Project description:Dietary protein intake is important for skeletal muscle protein synthesis. In this study, we investigated the differential effect of protein sources on hypertrophy of plantaris muscle induced by surgical ablation of gastrocnemius and soleus muscles. Six-week old mice were fed diets containing caseinate, whey, or soy as protein sources for 2 weeks. Plantaris muscle hypertrophy was induced by a unilateral ablation of synergistic muscles after a week.
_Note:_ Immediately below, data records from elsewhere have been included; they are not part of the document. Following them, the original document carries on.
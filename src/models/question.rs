use serde::{Deserialize, Serialize};
use std::collections::{BTreeSet, HashSet};

/// 从题库中提取出的一道题
#[derive(Debug, Clone, PartialEq, Eq, Serialize, Deserialize)]
pub struct QuestionRecord {
    /// 来源文档
    pub source_id: String,
    /// 页码（从 1 开始）
    pub page_number: u32,
    /// 原始题目文本（多行）
    pub text: String,
    /// 命中的章节编号，可能为空
    pub topics: BTreeSet<String>,
}

impl QuestionRecord {
    pub fn new(
        source_id: impl Into<String>,
        page_number: u32,
        text: impl Into<String>,
        topics: BTreeSet<String>,
    ) -> Self {
        Self {
            source_id: source_id.into(),
            page_number,
            text: text.into(),
            topics,
        }
    }

    /// 是否命中任一指定章节
    pub fn matches_any(&self, wanted: &HashSet<String>) -> bool {
        self.topics.iter().any(|t| wanted.contains(t))
    }

    /// 按编号数值排序的章节，用于显示
    pub fn sorted_topics(&self) -> Vec<&str> {
        let mut topics: Vec<&str> = self.topics.iter().map(String::as_str).collect();
        topics.sort_by_key(|t| (t.parse::<u32>().unwrap_or(u32::MAX), *t));
        topics
    }
}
Food intake of soy protein-fed mice was higher than that of caseinate and whey-fed mice, resulting in higher body and fat weights. Plantaris muscle weight in sham-operated mice was not different across the groups. Overload-operated plantaris muscle weight and increased ratio of overloaded muscle to sham-operated muscle weights were higher in caseinate-fed mice than in whey- and soy protein-fed mice, suggesting caseinate as a promising protein source for muscle hypertrophy.